**Dataset records:**
──────────────────────────────
use async_trait::async_trait;
use sqlx::Row;

use super::Database;
use crate::domain::models::{Signal, SignalAction, SignalStatus};
use crate::ports::SignalRepository;

fn action_to_str(action: SignalAction) -> &'static str {
    match action {
        SignalAction::Long => "long",
        SignalAction::Short => "short",
        SignalAction::Close => "close",
    }
}

fn status_to_str(status: SignalStatus) -> &'static str {
    match status {
        SignalStatus::Received => "received",
        SignalStatus::Dispatched => "dispatched",
        SignalStatus::Terminal => "terminal",
    }
}

fn row_to_signal(row: &sqlx::sqlite::SqliteRow) -> anyhow::Result<Signal> {
    let action: String = row.try_get("action")?;
    let status: String = row.try_get("status")?;
    let overrides_json: String = row.try_get("overrides_json")?;
    Ok(Signal {
        signal_id: row.try_get("signal_id")?,
        strategy_id: row.try_get("strategy_id")?,
        symbol: row.try_get("symbol")?,
        action: SignalAction::parse(&action).unwrap_or(SignalAction::Close),
        overrides: serde_json::from_str(&overrides_json)?,
        received_at: row.try_get("received_at")?,
        status: match status.as_str() {
            "dispatched" => SignalStatus::Dispatched,
            "terminal" => SignalStatus::Terminal,
            _ => SignalStatus::Received,
        },
    })
}

#[async_trait]
impl SignalRepository for Database {
    async fn insert_if_new(&self, signal: &Signal) -> anyhow::Result<bool> {
        let result = sqlx::query(
            r#"
            INSERT INTO signals (signal_id, strategy_id, symbol, action, overrides_json, received_at, status)
            VALUES (?, ?, ?, ?, ?, ?, ?)
            ON CONFLICT(signal_id) DO NOTHING
            "#,
        )
        .bind(&signal.signal_id)
        .bind(signal.strategy_id)
        .bind(&signal.symbol)
        .bind(action_to_str(signal.action))
        .bind(serde_json::to_string(&signal.overrides)?)
        .bind(signal.received_at)
        .bind(status_to_str(signal.status))
        .execute(&self.pool)
        .await?;
        Ok(result.rows_affected() == 1)
    }

    async fn find(&self, signal_id: &str) -> anyhow::Result<Option<Signal>> {
        let row = sqlx::query("SELECT * FROM signals WHERE signal_id = ?").bind(signal_id).fetch_optional(&self.pool).await?;
        row.as_ref().map(row_to_signal).transpose()
    }

    async fn mark_dispatched(&self, signal_id: &str) -> anyhow::Result<()> {
        sqlx::query("UPDATE signals SET status = 'dispatched' WHERE signal_id = ?").bind(signal_id).execute(&self.pool).await?;
        Ok(())
    }
}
──────────────────────────────
**Brief:** The complete listing above is to be output again exactly.

**Solution for this task:**
use async_trait::async_trait;
use sqlx::Row;

use super::Database;
use crate::domain::models::{Signal, SignalAction, SignalStatus};
use crate::ports::SignalRepository;

fn action_to_str(action: SignalAction) -> &'static str {
    match action {
        SignalAction::Long => "long",
        SignalAction::Short => "short",
        SignalAction::Close => "close",
    }
}

fn status_to_str(status: SignalStatus) -> &'static str {
    match status {
        SignalStatus::Received => "received",
        SignalStatus::Dispatched => "dispatched",
        SignalStatus::Terminal => "terminal",
    }
}

fn row_to_signal(row: &sqlx::sqlite::SqliteRow) -> anyhow::Result<Signal> {
    let action: String = row.try_get("action")?;
    let status: String = row.try_get("status")?;
    let overrides_json: String = row.try_get("overrides_json")?;
    Ok(Signal {
        signal_id: row.try_get("signal_id")?,
        strategy_id: row.try_get("strategy_id")?,
        symbol: row.try_get("symbol")?,
        action: SignalAction::parse(&action).unwrap_or(SignalAction::Close),
        overrides: serde_json::from_str(&overrides_json)?,
        received_at: row.try_get("received_at")?,
        status: match status.as_str() {
            "dispatched" => SignalStatus::Dispatched,
            "terminal" => SignalStatus::Terminal,
            _ => SignalStatus::Received,
        },
    })
}

#[async_trait]
impl SignalRepository for Database {
    async fn insert_if_new(&self, signal: &Signal) -> anyhow::Result<bool> {
        let result = sqlx::query(
            r#"
            INSERT INTO signals (signal_id, strategy_id, symbol, action, overrides_json, received_at, status)
            VALUES (?, ?, ?, ?, ?, ?, ?)
            ON CONFLICT(signal_id) DO NOTHING
            "#,
        )
        .bind(&signal.signal_id)
        .bind(signal.strategy_id)
        .bind(&signal.symbol)
        .bind(action_to_str(signal.action))
        .bind(serde_json::to_string(&signal.overrides)?)
        .bind(signal.received_at)
        .bind(status_to_str(signal.status))
        .execute(&self.pool)
        .await?;
        Ok(result.rows_affected() == 1)
    }

    async fn find(&self, signal_id: &str) -> anyhow::Result<Option<Signal>> {
        let row = sqlx::query("SELECT * FROM signals WHERE signal_id = ?").bind(signal_id).fetch_optional(&self.pool).await?;
        row.as_ref().map(row_to_signal).transpose()
    }

    async fn mark_dispatched(&self, signal_id: &str) -> anyhow::Result<()> {
        sqlx::query("UPDATE signals SET status = 'dispatched' WHERE signal_id = ?").bind(signal_id).execute(&self.pool).await?;
        Ok(())
    }
}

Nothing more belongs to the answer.